#### Task statement
Check each line of the entries for "true" and report the ones that have it.

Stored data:
───

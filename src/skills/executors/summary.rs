use anyhow::Result;
use async_trait::async_trait;
use serde_json::{Value, json};

use super::queries::INVOICE_MOVE_TYPES;
use super::{Payload, SkillExecutor};
use crate::core::error::ErrorCode;
use crate::core::store::Store;
use crate::core::store::query::Domain;
use crate::core::store::records::RecordSet;
use crate::skills::envelope::Envelope;

/// Row counts across the business tables. One failing count fails the call.
pub struct SummaryExecutor;

async fn counts(store: &Store) -> Result<Value> {
    Ok(json!({
        "sales_orders": store.search_count(RecordSet::SaleOrders, &Domain::new()).await?,
        "invoices": store
            .search_count(
                RecordSet::Invoices,
                &Domain::new().any_of("i.move_type", &INVOICE_MOVE_TYPES),
            )
            .await?,
        "customers": store
            .search_count(RecordSet::Customers, &Domain::new().positive("p.customer_rank"))
            .await?,
        "employees": store
            .search_count(RecordSet::Employees, &Domain::new().eq("e.active", 1))
            .await?,
        "products": store
            .search_count(RecordSet::Products, &Domain::new().eq("pr.active", 1))
            .await?,
        "users": store
            .search_count(RecordSet::Users, &Domain::new().eq("u.active", 1))
            .await?,
        "leads": store.search_count(RecordSet::Leads, &Domain::new()).await?,
    }))
}

#[async_trait]
impl SkillExecutor for SummaryExecutor {
    async fn execute(&self, store: &Store, _payload: &Payload) -> Envelope {
        match counts(store).await {
            Ok(counts) => Envelope::ok(json!({ "counts": counts })),
            Err(e) => Envelope::fail(
                ErrorCode::QueryError,
                format!("Failed to get summary: {}", e),
            ),
        }
    }
}
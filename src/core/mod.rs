pub mod config;
pub mod diagnostics;
pub mod error;
pub mod lifecycle;
pub mod store;
pub mod terminal;
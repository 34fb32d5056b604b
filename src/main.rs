mod cli;
mod core;
mod interfaces;
mod logging;
mod skills;

use crate::core::terminal;

#[tokio::main]
async fn main() {
    if let Err(e) = cli::run_main().await {
        terminal::print_error(&format!("{:#}", e));
        std::process::exit(1);
    }
}
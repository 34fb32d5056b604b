use serde::{Deserialize, Serialize};
use serde_json::{Map, Value};

use crate::core::error::ErrorCode;

/// Uniform `{success, data | error + message}` result shape returned by every
/// executor and by the HTTP surface.
#[derive(Debug, Clone, PartialEq, Serialize, Deserialize)]
pub struct Envelope {
    pub success: bool,
    #[serde(default, skip_serializing_if = "Option::is_none")]
    pub data: Option<Value>,
    #[serde(default, skip_serializing_if = "Option::is_none")]
    pub error: Option<ErrorCode>,
    #[serde(default, skip_serializing_if = "Option::is_none")]
    pub message: Option<String>,
    #[serde(default, skip_serializing_if = "Option::is_none")]
    pub query_time_ms: Option<u64>,
    #[serde(default, skip_serializing_if = "Option::is_none")]
    pub skill: Option<String>,
    /// Failure-specific context such as `duplicate_id` or `required_roles`.
    #[serde(flatten)]
    pub extra: Map<String, Value>,
}

impl Envelope {
    pub fn ok(data: Value) -> Self {
        Self {
            success: true,
            data: Some(data),
            error: None,
            message: None,
            query_time_ms: None,
            skill: None,
            extra: Map::new(),
        }
    }

    pub fn fail(error: ErrorCode, message: impl Into<String>) -> Self {
        Self {
            success: false,
            data: None,
            error: Some(error),
            message: Some(message.into()),
            query_time_ms: None,
            skill: None,
            extra: Map::new(),
        }
    }

    pub fn with_extra(mut self, key: &str, value: Value) -> Self {
        self.extra.insert(key.to_string(), value);
        self
    }

    /// Stamp the skill code and elapsed time; applied on success and failure alike.
    pub fn timed(mut self, skill: &str, elapsed_ms: u64) -> Self {
        self.skill = Some(skill.to_string());
        self.query_time_ms = Some(elapsed_ms);
        self
    }

    pub fn to_value(&self) -> Value {
        serde_json::to_value(self).unwrap_or_else(|e| {
            serde_json::json!({
                "success": false,
                "error": ErrorCode::ServerError,
                "message": format!("Failed to serialize response: {}", e),
            })
        })
    }
}

#[cfg(test)]
mod tests {
    use super::*;
    use serde_json::json;

    #[test]
    fn success_envelope_omits_error_fields() {
        let v = Envelope::ok(json!({"message": "pong"})).to_value();
        assert_eq!(v["success"], true);
        assert_eq!(v["data"]["message"], "pong");
        assert!(v.get("error").is_none());
        assert!(v.get("message").is_none());
    }

    #[test]
    fn failure_envelope_flattens_extra_keys() {
        let v = Envelope::fail(ErrorCode::DuplicateFound, "exists")
            .with_extra("duplicate_id", json!(7))
            .timed("advanced_lead", 3)
            .to_value();
        assert_eq!(v["success"], false);
        assert_eq!(v["error"], "DUPLICATE_FOUND");
        assert_eq!(v["duplicate_id"], 7);
        assert_eq!(v["skill"], "advanced_lead");
        assert_eq!(v["query_time_ms"], 3);
        assert!(v.get("data").is_none());
    }
}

───

#### Answer space
            success: true,
        assert_eq!(v["success"], true);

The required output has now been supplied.